* What you will do *
Give back every record exactly as written.

* The records *

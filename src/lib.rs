//! This crate provides invalidation tracking and serialized writes for a sqlite database, the
//! building blocks of observable queries similar to Room (Android) and Core Data (iOS).
//!
//! The crate is agnostic over the implementation of the sqlite connection. An implementation
//! for `rusqlite` is provided and enabled by default.
//!
//! # Basic example
//!
//! ```rust
//! use sqlite_invalidation::config::DatabaseConfig;
//! use sqlite_invalidation::database::Database;
//! use sqlite_invalidation::observer::FnObserver;
//! use sqlite_invalidation::table::TableSchema;
//!
//! let connection = rusqlite::Connection::open_in_memory().unwrap();
//! let db = Database::open(connection, TableSchema::new(["foo"]), DatabaseConfig::default()).unwrap();
//! let foo = db.table_id("foo").unwrap();
//!
//! // Create table
//! db.execute(|ctx| {
//!     ctx.execute("CREATE TABLE foo (id INTEGER PRIMARY KEY AUTOINCREMENT, value INTEGER)", ())?;
//!     Ok(())
//! })
//! .unwrap();
//!
//! // Register observer, the triggers for 'foo' are installed before the next unit of work.
//! let (sender, receiver) = std::sync::mpsc::channel();
//! let observer = FnObserver::new([foo], move |tables| {
//!     let _ = sender.send(tables.clone());
//! });
//! db.add_observer(Box::new(observer)).unwrap();
//!
//! // Modify table. The shadow table is checked right after the commit.
//! db.execute(|ctx| {
//!     ctx.execute("INSERT INTO foo (value) VALUES (10)", ())?;
//!     Ok(())
//! })
//! .unwrap();
//!
//! // The observer is invoked from a background thread.
//! let tables = receiver.recv().unwrap();
//! assert!(tables.contains(foo));
//! ```
//!
//! # How it works
//!
//! Every table is identified by the [`table::TableId`] the [`table::TableSchema`] assigns to it.
//! The crate creates a temporary shadow table on the connection. For every table that is
//! watched by at least one [`observer::Observer`], temporary triggers for INSERT, UPDATE and
//! DELETE queries flag the table as invalidated. The triggers are created and removed by
//! [`observer::TableObserver::sync_triggers`] as observers come and go.
//!
//! [`observer::TableObserver::check_for_table_updates`] reads and resets the flags and a
//! background thread invokes [`observer::Observer::on_tables_invalidated`] for each observer
//! which is watching one of the modified tables.
//!
//! # Transactions
//!
//! The connection is owned by a [`dispatcher::TransactionDispatcher`] worker thread. Units of
//! work are queued with [`database::Database::transaction`] and run one at a time, in FIFO or
//! priority order. A queued unit can be cancelled until it starts. The worker syncs the
//! triggers before each unit and checks the shadow table after it, so observers learn about
//! a commit right after it happened.
//!
//! # Change Granularity
//!
//! An [`observer::Observer`] is only told which of its tables were modified. Units of work
//! which write through [`model::WriteContext`] additionally produce one
//! [`notify::Notification`] per modified row, including the kind of operation. Notifications
//! are delivered after the commit and never for work that was rolled back.
//!
//! # Single Connection
//!
//! The triggers are temporary and only see modifications made through the connection the
//! [`database::Database`] owns. Modifications from other connections or processes are not
//! observed.
//!

pub mod config;
pub mod connection;
pub mod database;
pub mod dispatcher;
pub mod error;
pub mod model;
pub mod notify;
pub mod observer;
pub mod query;
pub mod reactive;
pub mod table;

pub use error::{Error, Result};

* Expected answer *
filename src/lib.rs
//! This crate provides invalidation tracking and serialized writes for a sqlite database, the
//! building blocks of observable queries similar to Room (Android) and Core Data (iOS).
//!
//! The crate is agnostic over the implementation of the sqlite connection. An implementation
//! for `rusqlite` is provided and enabled by default.
//!
//! # Basic example
//!
//! ```rust
//! use sqlite_invalidation::config::DatabaseConfig;
//! use sqlite_invalidation::database::Database;
//! use sqlite_invalidation::observer::FnObserver;
//! use sqlite_invalidation::table::TableSchema;
//!
//! let connection = rusqlite::Connection::open_in_memory().unwrap();
//! let db = Database::open(connection, TableSchema::new(["foo"]), DatabaseConfig::default()).unwrap();
//! let foo = db.table_id("foo").unwrap();
//!
//! // Create table
//! db.execute(|ctx| {
//!     ctx.execute("CREATE TABLE foo (id INTEGER PRIMARY KEY AUTOINCREMENT, value INTEGER)", ())?;
//!     Ok(())
//! })
//! .unwrap();
//!
//! // Register observer, the triggers for 'foo' are installed before the next unit of work.
//! let (sender, receiver) = std::sync::mpsc::channel();
//! let observer = FnObserver::new([foo], move |tables| {
//!     let _ = sender.send(tables.clone());
//! });
//! db.add_observer(Box::new(observer)).unwrap();
//!
//! // Modify table. The shadow table is checked right after the commit.
//! db.execute(|ctx| {
//!     ctx.execute("INSERT INTO foo (value) VALUES (10)", ())?;
//!     Ok(())
//! })
//! .unwrap();
//!
//! // The observer is invoked from a background thread.
//! let tables = receiver.recv().unwrap();
//! assert!(tables.contains(foo));
//! ```
//!
//! # How it works
//!
//! Every table is identified by the [`table::TableId`] the [`table::TableSchema`] assigns to it.
//! The crate creates a temporary shadow table on the connection. For every table that is
//! watched by at least one [`observer::Observer`], temporary triggers for INSERT, UPDATE and
//! DELETE queries flag the table as invalidated. The triggers are created and removed by
//! [`observer::TableObserver::sync_triggers`] as observers come and go.
//!
//! [`observer::TableObserver::check_for_table_updates`] reads and resets the flags and a
//! background thread invokes [`observer::Observer::on_tables_invalidated`] for each observer
//! which is watching one of the modified tables.
//!
//! # Transactions
//!
//! The connection is owned by a [`dispatcher::TransactionDispatcher`] worker thread. Units of
//! work are queued with [`database::Database::transaction`] and run one at a time, in FIFO or
//! priority order. A queued unit can be cancelled until it starts. The worker syncs the
//! triggers before each unit and checks the shadow table after it, so observers learn about
//! a commit right after it happened.
//!
//! # Change Granularity
//!
//! An [`observer::Observer`] is only told which of its tables were modified. Units of work
//! which write through [`model::WriteContext`] additionally produce one
//! [`notify::Notification`] per modified row, including the kind of operation. Notifications
//! are delivered after the commit and never for work that was rolled back.
//!
//! # Single Connection
//!
//! The triggers are temporary and only see modifications made through the connection the
//! [`database::Database`] owns. Modifications from other connections or processes are not
//! observed.
//!

pub mod config;
pub mod connection;
pub mod database;
pub mod dispatcher;
pub mod error;
pub mod model;
pub mod notify;
pub mod observer;
pub mod query;
pub mod reactive;
pub mod table;

pub use error::{Error, Result};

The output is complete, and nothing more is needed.